新型コロナウイルス感染症とも呼ばれるCOVID-19(コビッド・ナインティーン)は、SARSコロナウイルス2(SARS-CoV-2)と命名されたコロナウイルスの一種によって引き起こされ、重症化する可能性がある急性呼吸器疾患です。COVID-19のパンデミックにより、様々な国で出入国制限を余儀なくされました。入国要件(例えば、検査、予防接種、検疫)は頻繁に変更されるため、旅行者は旅行先の国のウェブサイトだけでなく、自国の保健当局(例えば、米国では米国疾病予防管理センター[Centers for Disease Control and Prevention])のウェブサイトでも最新の推奨事項を確認すべきです。

デングウイルス感染症

デングウイルス感染症は蚊が媒介するウイルス感染症で、発熱と全身の痛みを引き起こし、重症の場合は、体の内外で出血が起こります(デング出血熱)。デングウイルス感染症は世界中の熱帯地域や亜熱帯地域でよくみられます。最も多いのは東南アジアですが、中南米や他の国々でも多くなっています。これまでにカリブ海地域(プエルトリコや米領バージン諸島など)、オセアニア、インド亜大陸で発生しています。
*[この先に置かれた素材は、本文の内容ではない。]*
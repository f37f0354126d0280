//! Memory bus and address decoding for the 2A03 core.
//!
//! CPU view: $0000–$7FFF flat RAM (no mirroring or PPU register aliasing at this layer),
//! $8000–$BFFF PRG slot 0, $C000–$FFFF PRG slot 1.
//! PPU view: $0000–$1FFF VRAM, $2000–$3FFF CHR ROM.

use crate::cartridge::cartridge::Cartridge;
use crate::cartridge::mapper::mapper::Mapper;
use crate::error::{Error, MemorySpace, Result};

pub const RAM_SIZE: usize = 0x8000;
pub const VRAM_SIZE: usize = 0x2000;
/// First byte past the PPU address space.
pub const VIDEO_SPACE_END: u16 = 0x4000;

/// Memory access used by the CPU.
pub trait Bus {
    fn read(&mut self, addr: u16) -> Result<u8>;
    fn write(&mut self, addr: u16, data: u8) -> Result<()>;
}

/// Main bus: RAM, VRAM and the cartridge mapper.
pub struct MemoryController {
    ram: Box<[u8]>,
    vram: Box<[u8]>,
    mapper: Box<dyn Mapper>,
}

impl MemoryController {
    /// Create a new bus; the cartridge banks move into its mapper.
    pub fn new(cart: Cartridge) -> Self {
        Self::with_mapper(cart.into_mapper())
    }

    pub fn with_mapper(mapper: Box<dyn Mapper>) -> Self {
        Self {
            ram: vec![0; RAM_SIZE].into_boxed_slice(),
            vram: vec![0; VRAM_SIZE].into_boxed_slice(),
            mapper,
        }
    }

    /// Every 16-bit offset reaches the CPU space, $FFFF included.
    pub fn is_memory_accessible(&self, _addr: u16) -> bool {
        true
    }

    pub fn is_memory_writable(&self, addr: u16) -> bool {
        (addr as usize) < RAM_SIZE
    }

    pub fn is_video_memory_accessible(&self, addr: u16) -> bool {
        addr < VIDEO_SPACE_END
    }

    pub fn is_video_memory_writable(&self, addr: u16) -> bool {
        (addr as usize) < VRAM_SIZE
    }

    pub fn read_memory(&self, addr: u16) -> Result<u8> {
        if !self.is_memory_accessible(addr) {
            return Err(read_error(addr, MemorySpace::Cpu));
        }
        if self.is_memory_writable(addr) {
            return Ok(self.ram[addr as usize]);
        }
        self.mapper
            .read(addr)
            .ok_or(read_error(addr, MemorySpace::Cpu))
    }

    pub fn write_memory(&mut self, addr: u16, data: u8) -> Result<()> {
        if self.is_memory_accessible(addr) && self.is_memory_writable(addr) {
            self.ram[addr as usize] = data;
            return Ok(());
        }
        // Board registers, if the mapper has any
        if self.mapper.write(addr, data) {
            return Ok(());
        }
        Err(write_error(addr, data, MemorySpace::Cpu))
    }

    pub fn read_video_memory(&self, addr: u16) -> Result<u8> {
        if !self.is_video_memory_accessible(addr) {
            return Err(read_error(addr, MemorySpace::Video));
        }
        if self.is_video_memory_writable(addr) {
            return Ok(self.vram[addr as usize]);
        }
        self.mapper
            .read_chr(addr - VRAM_SIZE as u16)
            .ok_or(read_error(addr, MemorySpace::Video))
    }

    pub fn write_video_memory(&mut self, addr: u16, data: u8) -> Result<()> {
        if self.is_video_memory_accessible(addr) && self.is_video_memory_writable(addr) {
            self.vram[addr as usize] = data;
            Ok(())
        } else {
            Err(write_error(addr, data, MemorySpace::Video))
        }
    }
}

impl Bus for MemoryController {
    fn read(&mut self, addr: u16) -> Result<u8> {
        self.read_memory(addr)
    }

    fn write(&mut self, addr: u16, data: u8) -> Result<()> {
        self.write_memory(addr, data)
    }
}

fn read_error(offset: u16, space: MemorySpace) -> Error {
    Error::ReadOutOfMemory { offset, space }
}

fn write_error(offset: u16, value: u8, space: MemorySpace) -> Error {
    Error::WriteOutOfMemory {
        offset,
        value,
        space,
    }
}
メキシコ、ブラジル、タイなどの一部の国々ではワクチンが使用可能になっていますが(米国では使用できません)、接種できるのはデングウイルス感染症にかかったことがある人に限られます。

デングウイルス感染症がよくみられる地域に旅行する際には、以下のような対策により蚊に刺されないように予防することが重要です。

  • できるだけ体の広範囲を覆う服を着る

  • 宿泊先の寝室にエアコンがない場合は、殺虫剤のペルメトリンを吹きかけた衣類を着用し、ペルメトリンで処理した蚊帳の中で寝る

  • ジエチルトルアミド(DEET)またはピカリジンなどの虫よけ剤を使用する

  • 蚊やダニにできるだけさらされないようにする

これらの対策は、ジカウイルス感染症チクングニア熱などの昆虫が媒介する他の感染症の予防にもなります。(CDC:蚊の刺咬を予防する[CDC: Prevent Mosquito Bites]を参照のこと。)

インフルエンザ

インフルエンザは、インフルエンザウイルスによる肺と気道のウイルス感染症です。外国旅行者でよくみられます。最善の予防法は、インフルエンザの予防接種を毎年受けることです。

住血吸虫症

住血吸虫症はアフリカ、東南アジア、中国、南米の東部でよくみられ、重篤になる可能性の高い感染症で、これらの地域の淡水に生息する寄生虫が原因で発症します。住血吸虫症が多い地域では、淡水に入らないことで、住血吸虫症のリスクを減らすことができます。旅行者が住血吸虫症がよくみられる地域で淡水にさらされた場合、症状がなくても、そのような地域から戻った後でこの寄生虫のスクリーニングを受けるべきです。

シラミと疥癬

シラミ疥癬(かいせん)は、密集した宿泊施設、開発途上の地域、衛生処置の整っていない場所などでよくみられます。ペルメトリン、マラチオン(malathion)、リンデンローションなどで治療できます。しかしこれらのローションを予防薬として使用すべきではありません。

ジカウイルス

ジカウイルス感染症は、成人ではほとんど症状を引き起こさないか、軽度の症状しか引き起こしません。しかし、妊娠中にジカウイルスに感染すると、胎児に重篤な先天異常が生じることがあります。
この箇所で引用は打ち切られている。